The invention also extends to use of an immunotherapy such as a cancer immunotherapy, in particular Mage immunotherapy in the manufacture of a medicament for the treatment of a patient such as a cancer patient designated as a responder, thereto.

It was observed that one patient initially characterised as a non-responder was subsequently characterised as responder after radiation therapy. Interestingly the inventors also believe that it may be possible to induce a responders profile in at least some non-responders, for example by subjecting the patient to radiation therapy, or administering an inflammatory stimulant such as interferon or a TLR 3 (for example as described in WO 2006/054177), 4, 7, 8 or TLR 9 agonist (for example containing a CpG motif, in particular administering a high dose thereof such as 0.1 to 75 mg per Kg adminstered, for example weekly). See for example Krieg, A. M., Efler, S. M., Wittpoth, M., Al Adhami, M. J. & Davis, H. L. Induction of systemic TH1 -like innate immunity in normal volunteers following subcutaneous but not intravenous administration of CPG 7909, a synthetic B-class CpG oligodeoxynucleotide TLR9 agonist. J. Immunother. 27, 460-471 (2004).

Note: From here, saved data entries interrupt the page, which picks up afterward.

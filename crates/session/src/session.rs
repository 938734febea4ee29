//! The conversation state behind the upload and chat views.
//!
//! [`ChatSession`] holds three independent groups of state, each updated directly by one
//! trigger:
//!
//! - the document: current [`SourceId`], mirrored to storage and the address (upload)
//! - the transcript plus the draft input (send)
//! - UI-only state: sidebar collapse and the preview page counter (toggles, page turns)
//!
//! There is no concurrency control. [`ChatSession::send`] serialises one turn, while
//! [`ChatSession::prepare_send`] / [`ChatSession::complete_send`] let a front end keep several
//! turns in flight; replies are then appended in whatever order they are completed.

use crate::client::{ClientError, RelayClient};
use crate::error::SessionError;
use crate::file::PdfFile;
use crate::input::KeyPress;
use crate::location::View;
use crate::preview::PagePreview;
use crate::storage::{KeyValueStore, SOURCE_ID_KEY};
use crate::transcript::Transcript;
use api_shared::{ChatReq, ChatRes};
use pdfchat_types::{Role, SourceId};

/// A user message already shown in the transcript and waiting for its reply.
#[derive(Debug, Clone, PartialEq, Eq)]
pub struct PendingSend {
    message: String,
    source_id: SourceId,
}

impl PendingSend {
    pub fn message(&self) -> &str {
        &self.message
    }

    pub fn source_id(&self) -> &SourceId {
        &self.source_id
    }

    /// Body for the chat relay.
    pub fn request(&self) -> ChatReq {
        ChatReq {
            message: self.message.clone(),
            source_id: self.source_id.to_string(),
        }
    }
}

#[derive(Debug)]
pub struct ChatSession<C, S> {
    client: C,
    store: S,
    view: View,
    source_id: Option<SourceId>,
    transcript: Transcript,
    input: String,
    uploading: bool,
    sidebar_collapsed: bool,
    preview: Option<PagePreview>,
}

impl<C: RelayClient, S: KeyValueStore> ChatSession<C, S> {
    pub fn new(client: C, store: S) -> Self {
        Self {
            client,
            store,
            view: View::Home,
            source_id: None,
            transcript: Transcript::new(),
            input: String::new(),
            uploading: false,
            sidebar_collapsed: false,
            preview: None,
        }
    }

    /// Open the session at an address, picking up `sourceId` from the chat view's query.
    ///
    /// Storage is not consulted and no transcript is restored.
    pub fn open(&mut self, location: &str) {
        self.view = View::parse(location);
        if let Some(source_id) = self.view.source_id() {
            tracing::info!(source_id = %source_id, "resuming conversation from address");
            self.source_id = Some(source_id.clone());
        }
    }

    /// Upload a picked file and switch to the chat view for it.
    ///
    /// On success the identifier is kept in memory, written to storage under
    /// [`SOURCE_ID_KEY`] and placed in the address; the transcript starts empty. The preview
    /// is sized from the file's page count when the bytes can be parsed.
    ///
    /// # Errors
    /// - `SessionError::NotPdf` if the file fails the picker filter (nothing is sent)
    /// - `SessionError::UploadFailed` if the relay call fails
    pub async fn upload(&mut self, file: PdfFile) -> Result<SourceId, SessionError> {
        if !file.is_pdf() {
            tracing::warn!(file_name = %file.name, "rejected non-PDF file");
            return Err(SessionError::NotPdf);
        }

        let preview = match PagePreview::from_pdf_bytes(&file.bytes) {
            Ok(preview) => Some(preview),
            Err(e) => {
                tracing::warn!("Could not read page count: {}", e);
                None
            }
        };

        self.uploading = true;
        let result = self.client.upload(file).await;
        self.uploading = false;

        let uploaded = result.map_err(|e| {
            tracing::error!("Upload error: {:?}", e);
            SessionError::UploadFailed(e)
        })?;
        let source_id = SourceId::new(uploaded.source_id).map_err(|_| {
            tracing::error!("Upload response carried an empty sourceId");
            SessionError::UploadFailed(ClientError::Rejected {
                status: 200,
                message: None,
            })
        })?;

        if let Err(e) = self.store.set(SOURCE_ID_KEY, source_id.as_str()) {
            tracing::warn!("Failed to persist source id: {}", e);
        }
        self.source_id = Some(source_id.clone());
        self.transcript.clear();
        self.preview = preview;
        self.view = View::Chat {
            source_id: Some(source_id.clone()),
        };
        Ok(source_id)
    }

    pub fn set_input(&mut self, input: impl Into<String>) {
        self.input = input.into();
    }

    /// React to a key in the input box. Returns `Ok(true)` when the key triggered a send.
    ///
    /// # Errors
    /// Whatever [`ChatSession::send`] returns when the key submits.
    pub async fn handle_key(&mut self, key: KeyPress) -> Result<bool, SessionError> {
        if !key.submits() {
            return Ok(false);
        }
        self.send().await.map(|()| true)
    }

    /// Send the current input as one serialised turn.
    ///
    /// # Errors
    /// See [`ChatSession::prepare_send`] and [`ChatSession::complete_send`].
    pub async fn send(&mut self) -> Result<(), SessionError> {
        let pending = self.prepare_send()?;
        let outcome = self.client.chat(&pending.request()).await;
        self.complete_send(pending, outcome)
    }

    /// Validate the input and append it to the transcript straight away.
    ///
    /// # Errors
    /// - `SessionError::EmptyMessage` if the input is blank (the input is cleared)
    /// - `SessionError::NoSource` if no document is selected (the input is cleared)
    pub fn prepare_send(&mut self) -> Result<PendingSend, SessionError> {
        if self.input.trim().is_empty() {
            self.input.clear();
            return Err(SessionError::EmptyMessage);
        }
        let Some(source_id) = self.source_id.clone() else {
            self.input.clear();
            return Err(SessionError::NoSource);
        };

        let message = self.input.clone();
        self.transcript.push(Role::User, message.clone());
        Ok(PendingSend { message, source_id })
    }

    /// Record the relay's answer to a pending send.
    ///
    /// On success the reply is appended and the input cleared. On failure the user message
    /// stays in the transcript and the input is kept for another try.
    ///
    /// # Errors
    /// `SessionError::ChatFailed` carrying the alert detail.
    pub fn complete_send(
        &mut self,
        pending: PendingSend,
        outcome: Result<ChatRes, ClientError>,
    ) -> Result<(), SessionError> {
        match outcome {
            Ok(res) => {
                self.transcript.push(Role::Assistant, res.reply);
                self.input.clear();
                Ok(())
            }
            Err(e) => {
                tracing::error!(source_id = %pending.source_id, "Chat error: {:?}", e);
                Err(SessionError::ChatFailed {
                    detail: e.detail(),
                    source: e,
                })
            }
        }
    }

    pub fn toggle_sidebar(&mut self) -> bool {
        self.sidebar_collapsed = !self.sidebar_collapsed;
        self.sidebar_collapsed
    }

    /// Report the page count of the previewed document, e.g. once a viewer has loaded it.
    pub fn set_page_count(&mut self, page_count: u32) {
        match self.preview.as_mut() {
            Some(preview) => preview.set_page_count(page_count),
            None => self.preview = Some(PagePreview::new(page_count)),
        }
    }

    /// Turn to the next page; `None` while no preview is loaded.
    pub fn next_page(&mut self) -> Option<u32> {
        self.preview.as_mut().map(PagePreview::next)
    }

    /// Turn to the previous page; `None` while no preview is loaded.
    pub fn previous_page(&mut self) -> Option<u32> {
        self.preview.as_mut().map(PagePreview::previous)
    }

    pub fn client(&self) -> &C {
        &self.client
    }

    pub fn store(&self) -> &S {
        &self.store
    }

    pub fn view(&self) -> &View {
        &self.view
    }

    /// Current address, e.g. `/chat?sourceId=src_1`.
    pub fn location(&self) -> String {
        self.view.to_location()
    }

    pub fn source_id(&self) -> Option<&SourceId> {
        self.source_id.as_ref()
    }

    pub fn transcript(&self) -> &Transcript {
        &self.transcript
    }

    pub fn input(&self) -> &str {
        &self.input
    }

    pub fn is_uploading(&self) -> bool {
        self.uploading
    }

    pub fn sidebar_collapsed(&self) -> bool {
        self.sidebar_collapsed
    }

    pub fn preview(&self) -> Option<&PagePreview> {
        self.preview.as_ref()
    }
}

The high dose of CpG may, for example be inhaled or given subcutaneously.

The invention further provides the use of Mage specific immunotherapy in the manufacture of a medicament for the treatment of patients suffering from Mage expressing tumour or patients who have received treatment (e.g. surgery, chemotherapy or radiotherapy) to remove/treat a Mage expressing tumour, said patient expressing the gene signature of the invention.

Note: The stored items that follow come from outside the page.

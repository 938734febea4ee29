//! # PDF Chat Core
//!
//! Relay logic for the PDF Chat server.
//!
//! This crate contains the part of the system that talks to the external document service:
//! - Startup configuration (`CoreConfig`)
//! - The document-service HTTP client (`DocumentApiClient`)
//! - The upload and chat relays (`RelayService`)
//!
//! **No API concerns**: routing, status codes and JSON response bodies belong in `api-rest`.

pub mod config;
pub mod constants;
pub mod document_api;
pub mod error;
pub mod relay;

pub use config::CoreConfig;
pub use document_api::{ChatMessage, DocumentApiClient, UploadFile};
pub use error::{RelayError, RelayResult};
pub use relay::RelayService;
//! Core runtime configuration.
//!
//! This module defines configuration that should be resolved once at process startup and then
//! passed into core services. Request handlers never read process-wide environment variables;
//! the binaries do that once and hand the result over.

use crate::constants::DEFAULT_BASE_URL;
use crate::{RelayError, RelayResult};

/// Core configuration resolved at startup.
#[derive(Clone)]
pub struct CoreConfig {
    api_key: String,
    base_url: String,
}

impl CoreConfig {
    /// Create a new `CoreConfig`.
    ///
    /// Trailing slashes are removed from `base_url` so endpoint paths can be appended directly.
    pub fn new(api_key: String, base_url: String) -> RelayResult<Self> {
        if api_key.trim().is_empty() {
            return Err(RelayError::InvalidInput("api_key cannot be empty".into()));
        }

        let base_url = base_url.trim().trim_end_matches('/').to_string();
        if base_url.is_empty() {
            return Err(RelayError::InvalidInput("base_url cannot be empty".into()));
        }

        Ok(Self { api_key, base_url })
    }

    pub fn api_key(&self) -> &str {
        &self.api_key
    }

    pub fn base_url(&self) -> &str {
        &self.base_url
    }

    /// Absolute URL of a document-service endpoint.
    pub fn endpoint(&self, path: &str) -> String {
        format!("{}{}", self.base_url, path)
    }
}

impl std::fmt::Debug for CoreConfig {
    fn fmt(&self, f: &mut std::fmt::Formatter<'_>) -> std::fmt::Result {
        f.debug_struct("CoreConfig")
            .field("api_key", &"<redacted>")
            .field("base_url", &self.base_url)
            .finish()
    }
}

/// Resolve the document-service base URL from an optional string value.
///
/// If `value` is `None` or empty/whitespace, returns [`DEFAULT_BASE_URL`].
pub fn base_url_from_env_value(value: Option<String>) -> String {
    value
        .map(|v| v.trim().to_string())
        .filter(|v| !v.is_empty())
        .unwrap_or_else(|| DEFAULT_BASE_URL.to_string())
}

/// Validate the API key read from the environment.
///
/// # Errors
/// Returns `RelayError::InvalidInput` if the key is absent or blank.
pub fn api_key_from_env_value(value: Option<String>) -> RelayResult<String> {
    value
        .map(|v| v.trim().to_string())
        .filter(|v| !v.is_empty())
        .ok_or_else(|| RelayError::InvalidInput("CHATPDF_API_KEY is not set".into()))
}

#[cfg(test)]
mod tests {
    use super::*;

    #[test]
    fn endpoint_joins_without_double_slash() {
        let cfg = CoreConfig::new("key".into(), "http://localhost:9000/v1/".into()).unwrap();
        assert_eq!(cfg.base_url(), "http://localhost:9000/v1");
        assert_eq!(
            cfg.endpoint("/chats/message"),
            "http://localhost:9000/v1/chats/message"
        );
    }

    #[test]
    fn empty_key_or_url_is_rejected() {
        assert!(CoreConfig::new("  ".into(), "http://x".into()).is_err());
        assert!(CoreConfig::new("key".into(), "/".into()).is_err());
    }

    #[test]
    fn debug_output_hides_the_key() {
        let cfg = CoreConfig::new("sec_abc".into(), "http://x".into()).unwrap();
        let debug = format!("{:?}", cfg);
        assert!(!debug.contains("sec_abc"));
        assert!(debug.contains("<redacted>"));
    }

    #[test]
    fn env_values_fall_back_to_defaults() {
        assert_eq!(base_url_from_env_value(None), DEFAULT_BASE_URL);
        assert_eq!(base_url_from_env_value(Some("   ".into())), DEFAULT_BASE_URL);
        assert_eq!(
            base_url_from_env_value(Some(" http://local ".into())),
            "http://local"
        );
        assert!(api_key_from_env_value(None).is_err());
        assert_eq!(api_key_from_env_value(Some("k".into())).unwrap(), "k");
    }
}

The immunotherapy may then be administered to for example responders or once the responders profile has been induced.

In one aspect the invention provides use of Mage specific immunotherapy in the manufacture of a medicament for the treatment of patients suffering from a Mage expressing tumour, said patient characterised by their tumour expressing one or more genes selected from any embodiment of the invention.

The invention also provides use of Mage specific immunotherapy in the manufacture of a medicament for the treatment of patients susceptible to recurrence from Mage expressing tumour said patient characterised by their tumour one or more genes selected from any embodiments of the invention.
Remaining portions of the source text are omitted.